Dataset records:
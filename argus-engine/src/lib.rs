//! Argus Engine
//!
//! The execution core: a dependency-injected collector registry, the gated
//! concurrent run loop (consent -> scope -> rate -> collect -> persist ->
//! ingest), the AI-analysis bridge with its content-hash cache, and TOML
//! configuration for the whole stack.

pub mod analysis;
pub mod config;
pub mod engine;
pub mod registry;

pub use analysis::*;
pub use config::*;
pub use engine::*;
pub use registry::*;
//! Active social-username sweep
//!
//! Probes a fixed set of platforms for a username by URL templating. The
//! internal fan-out is capped so one sweep cannot overwhelm the rate governor
//! or the network; only confirmed profiles become evidence.

use std::sync::Arc;

use async_trait::async_trait;
use futures::stream::{self, StreamExt};
use reqwest::Client;
use serde::Serialize;
use tracing::debug;

use argus_core::Evidence;
use argus_net::{build_client, NetConfig, NetError, RateGovernor};

use crate::{CollectError, Collector, EvidenceArchive};

/// Platform name and profile URL template; `{}` is the username slot.
const PLATFORMS: &[(&str, &str)] = &[
    ("GitHub", "https://github.com/{}"),
    ("Twitter", "https://twitter.com/{}"),
    ("Instagram", "https://www.instagram.com/{}"),
    ("Reddit", "https://www.reddit.com/user/{}"),
    ("Facebook", "https://www.facebook.com/{}"),
    ("GitLab", "https://gitlab.com/{}"),
    ("Medium", "https://medium.com/@{}"),
    ("YouTube", "https://www.youtube.com/@{}"),
    ("Twitch", "https://www.twitch.tv/{}"),
    ("TikTok", "https://www.tiktok.com/@{}"),
];

/// Concurrent probes in flight per sweep
const SWEEP_CONCURRENCY: usize = 5;

#[derive(Debug, Clone, Serialize)]
struct PlatformHit {
    site: String,
    url: String,
    status: String,
}

pub struct SocialCollector {
    archive: Arc<EvidenceArchive>,
    client: Client,
    governor: Arc<RateGovernor>,
}

impl SocialCollector {
    pub fn new(
        archive: Arc<EvidenceArchive>,
        net: &NetConfig,
        governor: Arc<RateGovernor>,
    ) -> Result<Self, NetError> {
        Ok(Self {
            archive,
            client: build_client(net)?,
            governor,
        })
    }

    pub(crate) fn profile_url(template: &str, username: &str) -> String {
        template.replace("{}", username)
    }

    async fn probe(&self, site: &str, template: &str, username: &str) -> Option<PlatformHit> {
        self.governor.wait("social").await;

        let url = Self::profile_url(template, username);
        match self.client.get(&url).send().await {
            Ok(resp) if resp.status().as_u16() == 200 => Some(PlatformHit {
                site: site.to_string(),
                url,
                status: "found".to_string(),
            }),
            Ok(resp) => {
                debug!(site, status = resp.status().as_u16(), "no profile");
                None
            }
            Err(e) => {
                debug!(site, error = %e, "probe failed");
                None
            }
        }
    }
}

#[async_trait]
impl Collector for SocialCollector {
    fn name(&self) -> &str {
        "social"
    }

    fn description(&self) -> &str {
        "Checks for username presence across social media sites"
    }

    fn is_active(&self) -> bool {
        true
    }

    async fn collect(
        &self,
        case_id: &str,
        target: &str,
    ) -> Result<Vec<Evidence>, CollectError> {
        let username = target;

        let platforms: Vec<(String, String)> = PLATFORMS
            .iter()
            .map(|&(site, template)| (site.to_string(), template.to_string()))
            .collect();

        let hits: Vec<PlatformHit> = stream::iter(platforms)
            .map(|(site, template)| async move {
                self.probe(&site, &template, username).await
            })
            .buffer_unordered(SWEEP_CONCURRENCY)
            .filter_map(|hit| async move { hit })
            .collect()
            .await;

        // Nothing found is a result, not an error.
        if hits.is_empty() {
            return Ok(Vec::new());
        }

        let payload = serde_json::to_vec_pretty(&hits)?;
        let mut ev = self
            .archive
            .persist(case_id, "social", username, "json", &payload)
            .await?;
        ev.metadata.insert("count".into(), hits.len().into());

        Ok(vec![ev])
    }
}

#[cfg(test)]
mod tests {
    use super::*;

    #[test]
    fn test_profile_url_templating() {
        assert_eq!(
            SocialCollector::profile_url("https://medium.com/@{}", "ghost"),
            "https://medium.com/@ghost"
        );
        assert_eq!(
            SocialCollector::profile_url("https://github.com/{}", "octocat"),
            "https://github.com/octocat"
        );
    }

    #[test]
    fn test_platform_set_is_fixed() {
        assert_eq!(PLATFORMS.len(), 10);
        assert!(PLATFORMS.iter().all(|(_, t)| t.contains("{}")));
    }
}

**WORK REQUEST**
Go through the entries. Report every line that contains the word "octocat".

**ANSWER BELOW**
            SocialCollector::profile_url("https://github.com/{}", "octocat"),
            "https://github.com/octocat"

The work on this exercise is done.